2 PAUL OTLET, A UNIDADE DO CONHECIMENTO E DOS DOCUMENTOS

Para Paul Otlet (2007, p. 41, 44, 373) o conhecimento era gerado por um ciclo contínuo no qual o homem apreendia a realidade por meio de seus sentidos; elaborava por meio de sua inteligência os dados sensoriais apreendidos; produzia conhecimento e em seguida ciência, já que esta tinha como fim o conhecimento da realidade e era composta dos conhecimentos coletivos; a ciência era expressa por meio de um documento, também ele elaborado pela inteligência. Otlet (1990a, p. 183, 1990d, p. 148) afirmava que o documento estava no começo e no fim de toda pesquisa, pois era utilizado para a criação de novo conhecimento e também era o produto da elaboração de novo conhecimento; ou seja, documentos registravam descobrimentos e também estimulavam novas descobertas ao serem utilizados.

Otlet (1990a, p. 183, 1990b, p. 77, 2007, p. 395-396, 422-423, 424) afirmava que os documentos formavam uma rede de integração, pois estes conservavam o conhecimento que estava presente de alguma maneira em outros registros, o que para o belga significava que um documento afetava todos os outros existentes nessa rede, qualquer publicação sendo uma contribuição para a obra científica total.

Como é possível perceber pelo anteriormente exposto, Otlet possuía uma concepção unitária dos documentos e do conhecimento, unidade esta que viria a ser refletida em suas concepções relativas à disciplina Documentação.

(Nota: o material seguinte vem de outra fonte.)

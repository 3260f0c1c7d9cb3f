use serde::{Deserialize, Serialize};
use std::fmt;

use crate::classify::Category;

/// Retrieval/storage algorithm bound to a category
#[derive(Debug, Clone, Copy, PartialEq, Eq, Serialize, Deserialize)]
#[serde(rename_all = "kebab-case")]
pub enum Strategy {
  /// Serve a fresh entry, otherwise fetch and store
  CacheFirst,
  /// Fetch and store, otherwise serve a fresh entry
  NetworkFirst,
  /// Serve a fresh entry immediately and refresh it in the background
  StaleWhileRevalidate,
  /// Always fetch, never persist
  NetworkOnly,
  /// Serve precomputed entries only; a miss is an error
  CacheOnly,
}

impl Strategy {
  /// Default binding for a category when the store table doesn't name one.
  pub fn default_for(category: Category) -> Self {
    match category {
      Category::StaticAsset | Category::Image | Category::Font | Category::Audio => {
        Self::CacheFirst
      }
      Category::Api => Self::NetworkFirst,
      Category::Page => Self::StaleWhileRevalidate,
      Category::External => Self::NetworkOnly,
    }
  }

  /// Whether the strategy reads or writes a store.
  pub fn uses_store(&self) -> bool {
    !matches!(self, Self::NetworkOnly)
  }
}

impl fmt::Display for Strategy {
  fn fmt(&self, f: &mut fmt::Formatter<'_>) -> fmt::Result {
    let s = match self {
      Self::CacheFirst => "cache-first",
      Self::NetworkFirst => "network-first",
      Self::StaleWhileRevalidate => "stale-while-revalidate",
      Self::NetworkOnly => "network-only",
      Self::CacheOnly => "cache-only",
    };
    f.write_str(s)
  }
}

3 PAUL OTLET E A UNIDADE DA DOCUMENTAÇÃO

Otlet acreditava ser fundamental o estabelecimento de uma ciência e uma técnica gerais do documento, acabando com o empirismo existente até então no tratamento dos registros do conhecimento; assim, ele propôs a Documentação, disciplina que se responsabilizaria pelo estudo dos documentos, de sua evolução e transformações, e que determinaria uma teoria geral para todos os processos e funções dos documentos (OTLET, 1990a, p. 181, 2007, p. 6, 9).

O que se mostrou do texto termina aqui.